自闭症网瘾萝莉.ら 提交于 2020-01-04 09:28:28

问题


Question Updated

I have a generic list which can contains the following values:

Sector 1
Sector 2
Sector 4

or the following value:

All Sectors

I want to format this values in a string like this:

Sector 1 & 2 & 4 - 

or

All Sectors -

Currently, I have the following code to format the same. It works, but is very complicated.

string retrieveSectors += sectors.Count == 0
                               ? string.Empty
                               : sectors.OrderBy(
                               y =>
                               y.Sector.Substring(
                               y.Sector.Length - 1, 1)).
                               GroupBy(g => g.Sector).Select(
                               g => g.First()).ToList().Aggregate(
                               retrieveSectors,
                               (current, y) =>
                               (current == retrieveSectors
                               ? current +
                               y.Sector
                               : current + " & " +
                               y.Sector.
                               Substring(
                               y.Sector.
                               Length - 1, 1))) + " - "

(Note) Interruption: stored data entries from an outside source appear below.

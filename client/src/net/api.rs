//! REST API client for the `/api` backend.
//!
//! Client-side (hydrate): real HTTP calls via `gloo-net`.
//! Server-side (SSR): stubs returning `ApiError::Unavailable` since these
//! endpoints are only meaningful in the browser.
//!
//! SYSTEM CONTEXT
//! ==============
//! Call sites never pass credentials. Each request reads the current token
//! from its `TokenSource` immediately before sending and runs it through
//! `authorize`.
//!
//! ERROR HANDLING
//! ==============
//! Callers get `Result<_, ApiError>` instead of panics so a failed fetch
//! renders as a message rather than breaking hydration.

#![allow(clippy::unused_async)]

#[cfg(test)]
#[path = "api_test.rs"]
mod api_test;

use leptos::prelude::*;

use super::authorizer::{Headers, authorize, default_headers};
use super::types::{LoginResponse, ServiceRequest};
use crate::session::storage::SessionStorage;
use crate::state::auth::{AuthStore, BrowserAuthStore};

/// Path prefix shared by every backend endpoint.
pub const API_BASE: &str = "/api";

const LOGIN_PATH: &str = "/auth/login";
const SERVICE_REQUESTS_PATH: &str = "/service-requests";

#[derive(Debug, Clone, PartialEq, Eq, thiserror::Error)]
pub enum ApiError {
    #[error("network error: {0}")]
    Network(String),
    #[error("not signed in")]
    Unauthorized,
    #[error("access denied")]
    Forbidden,
    #[error("request failed: {0}")]
    Status(u16),
    #[error("unexpected response: {0}")]
    Decode(String),
    #[error("not available on server")]
    Unavailable,
}

impl ApiError {
    /// Classify a non-2xx HTTP status.
    #[must_use]
    pub fn from_status(status: u16) -> Self {
        match status {
            401 => Self::Unauthorized,
            403 => Self::Forbidden,
            other => Self::Status(other),
        }
    }
}

/// Anything that can report the bearer token to send right now.
pub trait TokenSource {
    /// Current token; empty when signed out.
    fn current_token(&self) -> String;
}

impl<S: SessionStorage> TokenSource for AuthStore<S> {
    fn current_token(&self) -> String {
        self.token().to_owned()
    }
}

impl<T: TokenSource + ?Sized> TokenSource for &T {
    fn current_token(&self) -> String {
        (**self).current_token()
    }
}

impl TokenSource for RwSignal<BrowserAuthStore> {
    fn current_token(&self) -> String {
        self.try_with_untracked(|auth| auth.token().to_owned())
            .unwrap_or_default()
    }
}

/// HTTP client rooted at `base` that authorizes every request from `tokens`.
#[derive(Clone, Debug)]
pub struct ApiClient<T> {
    base: String,
    tokens: T,
}

/// The client as wired into the browser app.
pub type BrowserApiClient = ApiClient<RwSignal<BrowserAuthStore>>;

impl<T: TokenSource> ApiClient<T> {
    pub fn new(base: impl Into<String>, tokens: T) -> Self {
        let base = base.into().trim_end_matches('/').to_owned();
        Self { base, tokens }
    }

    /// Absolute request path for an endpoint relative to the API base.
    #[must_use]
    pub fn url(&self, path: &str) -> String {
        format!("{}/{}", self.base, path.trim_start_matches('/'))
    }

    /// Headers for a request about to be sent. Reads the token on every call.
    #[must_use]
    pub fn request_headers(&self) -> Headers {
        let mut headers = default_headers();
        authorize(&mut headers, &self.tokens.current_token());
        headers
    }

    /// Exchange credentials for a session via `POST /api/auth/login`.
    ///
    /// # Errors
    ///
    /// Returns an `ApiError` if the request fails, the server rejects the
    /// credentials, or the response body is malformed.
    pub async fn login(&self, email: &str, password: &str) -> Result<LoginResponse, ApiError> {
        #[cfg(feature = "hydrate")]
        {
            let body = super::types::LoginRequest { email: email.to_owned(), password: password.to_owned() };
            let request = self
                .builder(gloo_net::http::Method::POST, LOGIN_PATH)
                .json(&body)
                .map_err(|e| ApiError::Network(e.to_string()))?;
            let resp = request.send().await.map_err(|e| ApiError::Network(e.to_string()))?;
            decode(resp).await
        }
        #[cfg(not(feature = "hydrate"))]
        {
            let _ = (email, password, self.url(LOGIN_PATH));
            Err(ApiError::Unavailable)
        }
    }

    /// List service requests visible to the current session via
    /// `GET /api/service-requests`.
    ///
    /// # Errors
    ///
    /// Returns an `ApiError` if the request fails or the session is rejected.
    pub async fn service_requests(&self) -> Result<Vec<ServiceRequest>, ApiError> {
        #[cfg(feature = "hydrate")]
        {
            let resp = self
                .builder(gloo_net::http::Method::GET, SERVICE_REQUESTS_PATH)
                .send()
                .await
                .map_err(|e| ApiError::Network(e.to_string()))?;
            decode(resp).await
        }
        #[cfg(not(feature = "hydrate"))]
        {
            let _ = self.url(SERVICE_REQUESTS_PATH);
            Err(ApiError::Unavailable)
        }
    }

    #[cfg(feature = "hydrate")]
    fn builder(&self, method: gloo_net::http::Method, path: &str) -> gloo_net::http::RequestBuilder {
        let url = self.url(path);
        log::debug!("{method} {url}");
        self.request_headers()
            .iter()
            .fold(gloo_net::http::RequestBuilder::new(&url).method(method), |req, (name, value)| {
                req.header(name, value)
            })
    }
}

/// Path of the download endpoint for an attached document.
#[must_use]
pub fn document_href(document_id: i64) -> String {
    format!("{API_BASE}/documents/{document_id}")
}

#[cfg(feature = "hydrate")]
async fn decode<R: serde::de::DeserializeOwned>(resp: gloo_net::http::Response) -> Result<R, ApiError> {
    if !resp.ok() {
        return Err(ApiError::from_status(resp.status()));
    }
    resp.json::<R>().await.map_err(|e| ApiError::Decode(e.to_string()))
}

In the above code, the variable sector is the generic list. Can someone help me to attain the results in a simplified way.? Or may be modify the above code so that it is more understandable.

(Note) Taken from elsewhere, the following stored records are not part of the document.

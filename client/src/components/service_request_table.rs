//! Table of service requests with status, price and attached documents.

use leptos::prelude::*;

use crate::net::api::document_href;
use crate::state::requests::{RequestsState, format_price};

/// Render `requests` as a table. `show_client` adds the client-name column
/// used on the admin dashboard.
#[component]
pub fn ServiceRequestTable(requests: RwSignal<RequestsState>, #[prop(optional)] show_client: bool) -> impl IntoView {
    let rows = move || requests.with(|s| s.items.clone());

    view! {
        <Show when=move || requests.with(|s| s.loading)>
            <p class="requests__status">"Loading service requests..."</p>
        </Show>
        <Show when=move || requests.with(|s| s.error.is_some())>
            <p class="requests__status requests__status--error">
                {move || requests.with(|s| s.error.clone().unwrap_or_default())}
            </p>
        </Show>
        <Show when=move || requests.with(|s| !s.loading && s.error.is_none() && s.items.is_empty())>
            <p class="requests__status">"No service requests yet."</p>
        </Show>
        <table class="requests">
            <thead>
                <tr>
                    <th>"#"</th>
                    <th>"Service"</th>
                    {show_client.then(|| view! { <th>"Client"</th> })}
                    <th>"Price"</th>
                    <th>"Status"</th>
                    <th>"Created"</th>
                    <th>"Documents"</th>
                </tr>
            </thead>
            <tbody>
                <For
                    each=rows
                    key=|r| r.id
                    children=move |req| {
                        let client = req.client_name.clone().unwrap_or_else(|| "-".to_owned());
                        let documents = req
                            .documents()
                            .iter()
                            .map(|doc| {
                                view! {
                                    <a class="requests__doc" href=document_href(doc.id)>
                                        {doc.file_name.clone()}
                                    </a>
                                }
                            })
                            .collect_view();
                        view! {
                            <tr>
                                <td>{req.id}</td>
                                <td>
                                    {req.service_name}
                                    {req.notes.map(|n| view! { <span class="requests__notes">{n}</span> })}
                                </td>
                                {show_client.then(|| view! { <td>{client}</td> })}
                                <td>{format_price(req.price)}</td>
                                <td class="requests__state">{req.status}</td>
                                <td>{req.created_at}</td>
                                <td>{documents}</td>
                            </tr>
                        }
                    }
                />
            </tbody>
        </table>
    }
}
//! Wire DTOs exchanged with the `/api` backend.
//!
//! DESIGN
//! ======
//! Field names follow the backend's camelCase JSON. Optional fields are
//! omitted on serialize so payloads stay identical to what the server sent.

#[cfg(test)]
#[path = "types_test.rs"]
mod types_test;

use serde::{Deserialize, Serialize};

/// A customer's request for a paid service.
#[derive(Clone, Debug, PartialEq, Serialize, Deserialize)]
#[serde(rename_all = "camelCase")]
pub struct ServiceRequest {
    pub id: i64,
    pub service_name: String,
    pub price: f64,
    /// Free-form workflow status (e.g. `"Pending"`, `"Completed"`).
    pub status: String,
    /// Creation timestamp as sent by the server (ISO-8601).
    pub created_at: String,
    #[serde(default, skip_serializing_if = "Option::is_none")]
    pub notes: Option<String>,
    /// Might not have a client attached.
    #[serde(default, skip_serializing_if = "Option::is_none")]
    pub client_name: Option<String>,
    #[serde(default, skip_serializing_if = "Option::is_none")]
    pub documents: Option<Vec<DocumentRef>>,
}

/// Reference to an uploaded document attached to a service request.
#[derive(Clone, Debug, PartialEq, Eq, Serialize, Deserialize)]
#[serde(rename_all = "camelCase")]
pub struct DocumentRef {
    pub id: i64,
    pub file_name: String,
}

/// Body of `POST /api/auth/login`.
#[derive(Clone, Debug, PartialEq, Eq, Serialize)]
pub struct LoginRequest {
    pub email: String,
    pub password: String,
}

/// Credentials issued by the backend on successful login.
#[derive(Clone, Debug, PartialEq, Eq, Deserialize)]
pub struct LoginResponse {
    pub token: String,
    pub email: String,
    pub role: String,
}

impl ServiceRequest {
    /// Attached documents, empty when the server sent none.
    #[must_use]
    pub fn documents(&self) -> &[DocumentRef] {
        self.documents.as_deref().unwrap_or_default()
    }
}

Any help appreciated. Thanks


回答1:


Maybe a little more simple:

    string retrieveSectors =
        string.Format(
        "sectors {0} -",
        sectors.Select(s => s.Replace("sector ", "").Replace("|", ""))
            .OrderBy(s => s)
            .Aggregate((a, b) => string.Format("{0} & {1}", a, b))
        );



回答2:


Try this out!

List<String> list = new List<String>() { "Sector 1", "Sector 2", "Sector 4" };

(list.Count == 0 ? "Not any sector " :    
((list.Contains("All Sectors") ? "All Sectors " :
    "Sector " + String.Join(" & ", list.OrderBy(c => c).ToArray())
        .Replace("Sector", String.Empty)))) + " - "

Also work for:

List<String> list = new List<String>();
List<String> list = new List<String>() { "All Sectors" };



回答3:


Assuming source is any kind of IEnumerable<string> where Sectors are stored, probably the more concise syntax is :

String.Join(" & ", source).Replace(" Sector ", " ")

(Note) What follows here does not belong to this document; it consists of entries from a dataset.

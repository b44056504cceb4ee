//! Reusable UI components shared across pages.

pub mod nav_bar;
pub mod service_request_table;
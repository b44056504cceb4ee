//! Page modules for route-level screens.
//!
//! ARCHITECTURE
//! ============
//! Each page owns route-scoped orchestration and delegates rendering details
//! to `components`.

pub mod admin;
pub mod clients;
pub mod home;
pub mod login;
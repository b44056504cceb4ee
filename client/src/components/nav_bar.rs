//! Top navigation with the signed-in identity and a logout action.

use leptos::prelude::*;

use crate::router::routes::{ADMIN, CLIENTS, HOME, LOGIN};
use crate::state::auth::BrowserAuthStore;
use crate::util::auth::sign_out;

#[component]
pub fn NavBar() -> impl IntoView {
    let auth = expect_context::<RwSignal<BrowserAuthStore>>();

    // Role links and the identity wait for the session read so the first
    // render matches the server's.
    let loaded = move || auth.with(BrowserAuthStore::is_loaded);
    let signed_in = move || auth.with(BrowserAuthStore::is_authenticated);
    let identity = move || auth.with(|a| format!("{} ({})", a.user_email(), a.role()));
    let on_logout = move |_| sign_out(auth);

    view! {
        <nav class="nav">
            <a class="nav__brand" href=HOME.path>"Service Desk"</a>
            <Show when=move || loaded() && auth.with(BrowserAuthStore::is_admin)>
                <a class="nav__link" href=ADMIN.path>"Admin"</a>
            </Show>
            <Show when=move || loaded() && auth.with(BrowserAuthStore::is_client)>
                <a class="nav__link" href=CLIENTS.path>"My requests"</a>
            </Show>
            <span class="nav__spacer"></span>
            <Show when=loaded>
                <Show
                    when=signed_in
                    fallback=|| view! { <a class="nav__link" href=LOGIN.path>"Sign in"</a> }
                >
                    <span class="nav__identity">{identity}</span>
                    <button class="nav__logout" on:click=on_logout>"Log out"</button>
                </Show>
            </Show>
        </nav>
    }
}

Or this, if source might be unordered and you want ordered sector numbers :

String.Join(" & ", source.OrderBy(s => s)).Replace(" Sector ", " ")

And finally, ultimate refinement to check for "no sector at all" like in Renato's answer :

source.Any() ? String.Join(" & ", source.OrderBy(s => s)).Replace(" Sector ", " ") : "No sectors"

All of these solutions work anyway in the 2 cases you mentioned at first (simply, the 2 latter are enhanced versions to deal with addtional cases which might reasonably occur and interest you).